══ Given information

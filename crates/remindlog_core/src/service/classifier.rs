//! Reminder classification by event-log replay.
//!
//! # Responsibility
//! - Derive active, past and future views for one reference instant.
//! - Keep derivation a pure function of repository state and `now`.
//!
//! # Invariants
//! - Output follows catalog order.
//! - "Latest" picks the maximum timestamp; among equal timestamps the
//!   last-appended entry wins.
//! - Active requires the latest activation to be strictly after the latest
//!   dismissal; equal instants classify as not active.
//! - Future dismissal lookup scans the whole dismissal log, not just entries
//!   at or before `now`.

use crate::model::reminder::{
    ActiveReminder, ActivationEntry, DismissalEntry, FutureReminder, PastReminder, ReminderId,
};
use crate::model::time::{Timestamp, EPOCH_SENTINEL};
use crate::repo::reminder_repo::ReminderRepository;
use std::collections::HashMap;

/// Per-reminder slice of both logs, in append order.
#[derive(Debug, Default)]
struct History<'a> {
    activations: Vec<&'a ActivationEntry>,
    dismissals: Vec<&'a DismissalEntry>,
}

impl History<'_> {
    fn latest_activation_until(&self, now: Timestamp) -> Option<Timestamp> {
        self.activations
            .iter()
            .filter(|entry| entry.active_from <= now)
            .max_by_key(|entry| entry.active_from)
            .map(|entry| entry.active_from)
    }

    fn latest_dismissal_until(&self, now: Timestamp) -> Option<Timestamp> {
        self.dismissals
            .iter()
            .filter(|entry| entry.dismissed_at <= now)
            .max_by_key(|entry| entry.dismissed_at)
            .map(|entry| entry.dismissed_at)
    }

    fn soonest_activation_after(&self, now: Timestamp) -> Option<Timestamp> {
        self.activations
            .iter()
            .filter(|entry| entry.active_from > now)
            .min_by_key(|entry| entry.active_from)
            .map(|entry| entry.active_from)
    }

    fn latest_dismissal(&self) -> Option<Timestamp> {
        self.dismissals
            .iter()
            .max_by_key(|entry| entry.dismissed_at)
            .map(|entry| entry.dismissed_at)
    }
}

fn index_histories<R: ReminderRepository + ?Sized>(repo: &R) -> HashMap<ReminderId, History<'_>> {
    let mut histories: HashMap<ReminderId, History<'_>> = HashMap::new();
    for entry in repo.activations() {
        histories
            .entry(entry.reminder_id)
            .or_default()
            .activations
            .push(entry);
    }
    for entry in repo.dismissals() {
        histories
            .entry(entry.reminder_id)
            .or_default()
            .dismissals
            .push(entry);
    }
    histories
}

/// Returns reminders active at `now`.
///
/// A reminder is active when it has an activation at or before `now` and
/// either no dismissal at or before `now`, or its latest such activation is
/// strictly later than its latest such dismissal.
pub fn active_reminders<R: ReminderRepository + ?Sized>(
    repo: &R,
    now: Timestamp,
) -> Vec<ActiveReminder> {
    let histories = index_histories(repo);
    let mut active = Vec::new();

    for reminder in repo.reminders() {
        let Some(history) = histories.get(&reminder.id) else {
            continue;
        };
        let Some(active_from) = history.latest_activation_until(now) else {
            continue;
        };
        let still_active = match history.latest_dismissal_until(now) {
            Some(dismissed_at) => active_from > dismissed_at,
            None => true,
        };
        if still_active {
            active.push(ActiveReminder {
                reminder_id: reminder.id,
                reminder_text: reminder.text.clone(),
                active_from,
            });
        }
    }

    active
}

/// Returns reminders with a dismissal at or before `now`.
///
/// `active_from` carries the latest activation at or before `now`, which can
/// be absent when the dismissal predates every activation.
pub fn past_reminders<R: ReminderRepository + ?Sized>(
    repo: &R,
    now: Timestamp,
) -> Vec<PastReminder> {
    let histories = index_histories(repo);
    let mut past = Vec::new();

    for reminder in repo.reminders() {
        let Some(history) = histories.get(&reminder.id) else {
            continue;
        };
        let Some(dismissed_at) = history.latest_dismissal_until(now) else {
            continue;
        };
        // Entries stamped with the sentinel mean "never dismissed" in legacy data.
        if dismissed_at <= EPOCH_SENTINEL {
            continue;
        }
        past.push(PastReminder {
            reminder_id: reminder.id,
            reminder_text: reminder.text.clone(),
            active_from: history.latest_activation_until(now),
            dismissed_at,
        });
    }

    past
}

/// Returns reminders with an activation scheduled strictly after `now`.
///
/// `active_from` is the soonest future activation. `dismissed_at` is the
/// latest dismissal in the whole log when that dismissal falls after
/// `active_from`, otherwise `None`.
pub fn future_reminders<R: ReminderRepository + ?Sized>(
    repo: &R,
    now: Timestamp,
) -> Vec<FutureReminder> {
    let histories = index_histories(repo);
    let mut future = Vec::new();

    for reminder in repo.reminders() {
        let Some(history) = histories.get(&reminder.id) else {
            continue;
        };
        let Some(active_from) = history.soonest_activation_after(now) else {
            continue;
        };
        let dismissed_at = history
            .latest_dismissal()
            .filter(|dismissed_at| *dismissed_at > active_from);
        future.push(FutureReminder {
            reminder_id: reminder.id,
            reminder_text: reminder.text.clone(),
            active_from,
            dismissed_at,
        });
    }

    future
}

════

▶ _Task objective_
The answer must be the line containing "let Some(active_from) = history.soonest_activation_after(now)" and every line after it to the end of the data, each set down exactly.

▶ _Exercise result_
        let Some(active_from) = history.soonest_activation_after(now) else {
            continue;
        };
        let dismissed_at = history
            .latest_dismissal()
            .filter(|dismissed_at| *dismissed_at > active_from);
        future.push(FutureReminder {
            reminder_id: reminder.id,
            reminder_text: reminder.text.clone(),
            active_from,
            dismissed_at,
        });
    }

    future
}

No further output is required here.